Gelenek ve göreneklerin sağlıklı bir şekilde yaşatılabilmesi için, eğitim sistemine de büyük görev düşüyor. Aile ve değerler eğitimi, gençlerin kültürel kimliklerini tanımaları, anlamaları açısından çok önemli. Ama burada dikkat edilmesi gereken bir nokta var: Gençlere bir şeyleri dayatmak yerine, onlara açıklayıcı, bilinçlendirici bir yaklaşımla yaklaşmak gerekiyor. Aksi takdirde, onları geleneklere yabancılaştırmış oluruz.
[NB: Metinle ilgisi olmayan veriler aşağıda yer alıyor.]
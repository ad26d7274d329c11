pub fn interceptor(name: &str) -> String {
    format!(
        r#"use r2e::prelude::*;
use std::future::Future;

/// Custom interceptor: {name}
pub struct {name};

impl<R: Send, S: Send + Sync> Interceptor<R, S> for {name} {{
    fn around<F, Fut>(&self, ctx: InterceptorContext<'_, S>, next: F) -> impl Future<Output = R> + Send
    where
        F: FnOnce() -> Fut + Send,
        Fut: Future<Output = R> + Send,
    {{
        let method_name = ctx.method_name;
        async move {{
            tracing::info!(method = method_name, "{name}: before");
            let result = next().await;
            tracing::info!(method = method_name, "{name}: after");
            result
        }}
    }}
}}
"#
    )
}
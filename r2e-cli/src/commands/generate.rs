use colored::Colorize;
use std::fs;
use std::path::Path;

pub fn controller(name: &str) -> Result<(), Box<dyn std::error::Error>> {
    let file_name = to_snake_case(name);
    let path = Path::new("src/controllers").join(format!("{file_name}.rs"));

    if path.exists() {
        return Err(format!("Controller file '{}' already exists", path.display()).into());
    }

    if !Path::new("src/controllers").exists() {
        fs::create_dir_all("src/controllers")?;
    }

    let content = format!(
        r#"use axum::Json;
use r2e_core::prelude::*;
use serde::{{Deserialize, Serialize}};

// TODO: import your state type
// use crate::state::AppState;

#[derive(Controller)]
#[controller(state = AppState)]
pub struct {name} {{
    // #[inject]
    // your_service: YourService,
}}

#[routes]
impl {name} {{
    #[get("/your-path")]
    async fn list(&self) -> Json<String> {{
        Json("Hello from {name}".into())
    }}
}}
"#
    );

    fs::write(&path, content)?;

    println!(
        "{} Generated controller: {}",
        "✓".green(),
        path.display().to_string().cyan()
    );

    // Update mod.rs
    let mod_path = Path::new("src/controllers/mod.rs");
    if mod_path.exists() {
        let existing = fs::read_to_string(mod_path)?;
        let mod_line = format!("pub mod {file_name};\n");
        if !existing.contains(&mod_line) {
            fs::write(mod_path, format!("{existing}{mod_line}"))?;
            println!("{} Updated src/controllers/mod.rs", "✓".green());
        }
    }

    Ok(())
}

pub fn service(name: &str) -> Result<(), Box<dyn std::error::Error>> {
    let file_name = to_snake_case(name);
    let path = Path::new("src").join(format!("{file_name}.rs"));

    if path.exists() {
        return Err(format!("Service file '{}' already exists", path.display()).into());
    }

    let content = format!(
        r#"use std::sync::Arc;

#[derive(Clone)]
pub struct {name} {{
    // Add your dependencies here
}}

impl {name} {{
    pub fn new() -> Self {{
        Self {{}}
    }}

    // Add your methods here
}}
"#
    );

    fs::write(&path, content)?;

    println!(
        "{} Generated service: {}",
        "✓".green(),
        path.display().to_string().cyan()
    );

    Ok(())
}

pub fn crud(name: &str, fields: &[String]) -> Result<(), Box<dyn std::error::Error>> {
    let file_name = to_snake_case(name);
    let fields_struct = if fields.is_empty() {
        "    pub id: i64,\n".to_string()
    } else {
        fields
            .iter()
            .map(|f| {
                let (field_name, field_ty) = f.split_once(':').unwrap_or((f.as_str(), "String"));
                format!("    pub {field_name}: {field_ty},\n")
            })
            .collect::<String>()
    };

    let model_path = Path::new("src/models").join(format!("{file_name}.rs"));
    fs::create_dir_all("src/models")?;
    fs::write(
        &model_path,
        format!(
            r#"use serde::{{Deserialize, Serialize}};

#[derive(Debug, Clone, Serialize, Deserialize)]
pub struct {name} {{
{fields_struct}}}
"#
        ),
    )?;
    println!(
        "{} Generated model: {}",
        "✓".green(),
        model_path.display().to_string().cyan()
    );

    controller(&format!("{name}Controller"))?;
    service(&format!("{name}Service"))?;

    Ok(())
}

pub fn middleware(name: &str) -> Result<(), Box<dyn std::error::Error>> {
    let file_name = to_snake_case(name);
    let path = Path::new("src/middleware").join(format!("{file_name}.rs"));
    fs::create_dir_all("src/middleware")?;

    if path.exists() {
        return Err(format!("Middleware file '{}' already exists", path.display()).into());
    }

    let content = format!(
        r#"use r2e_core::prelude::*;

pub struct {name};

impl<R, S> Interceptor<R, S> for {name}
where
    R: Send + 'static,
    S: Clone + Send + Sync + 'static,
{{
    async fn around<F, Fut>(&self, ctx: InterceptorContext<'_, S>, next: F) -> R
    where
        F: FnOnce(InterceptorContext<'_, S>) -> Fut + Send,
        Fut: std::future::Future<Output = R> + Send,
    {{
        // TODO: before-call logic
        next(ctx).await
    }}
}}
"#
    );

    fs::write(&path, content)?;

    println!(
        "{} Generated middleware: {}",
        "✓".green(),
        path.display().to_string().cyan()
    );

    Ok(())
}

fn to_snake_case(name: &str) -> String {
    let mut result = String::new();
    for (i, c) in name.chars().enumerate() {
        if c.is_uppercase() {
            if i > 0 {
                result.push('_');
            }
            result.push(c.to_lowercase().next().unwrap());
        } else {
            result.push(c);
        }
    }
    result
}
Kayseri’de konuştuğumuz gençlerden Ayşe, “Geleneklerimiz çok güzel ama bazıları artık çok eski kafalı. Mesela, kız çocuklarının okumasını engellemek gibi. Bunlara karşıyım. Ama bayramlarda ailemle bir araya gelmeyi, halamın yaptığı mantıyı yemeyi çok seviyorum,” diyor. İşte bu dengeyi kurabilmek önemli.
Günümüz Türkiye’sinde gençlik ile gelenek ve görenekler arasında karmaşık ama dinamik bir ilişki var. Gençler, artık sadece miras aldıkları gelenekleri değil, aynı zamanda bu gelenekleri nasıl sürdüreceklerini ve dönüştüreceklerini de tartışıyorlar. Bu dönüşüm, kültürel değerlerin yok olması değil, aksine daha bilinçli ve çağdaş bir şekilde yeniden inşa edilmesidir. Toplum olarak bu süreci sağlıklı yönetmek, hem geçmişle bağımızı korumamıza, hem de geleceğe daha sağlam adımlarla ilerlememize olanak tanıyacaktır. Unutmayalım ki, köklerimiz ne kadar derinde olursa, dallarımız da o kadar yükseğe uzanır.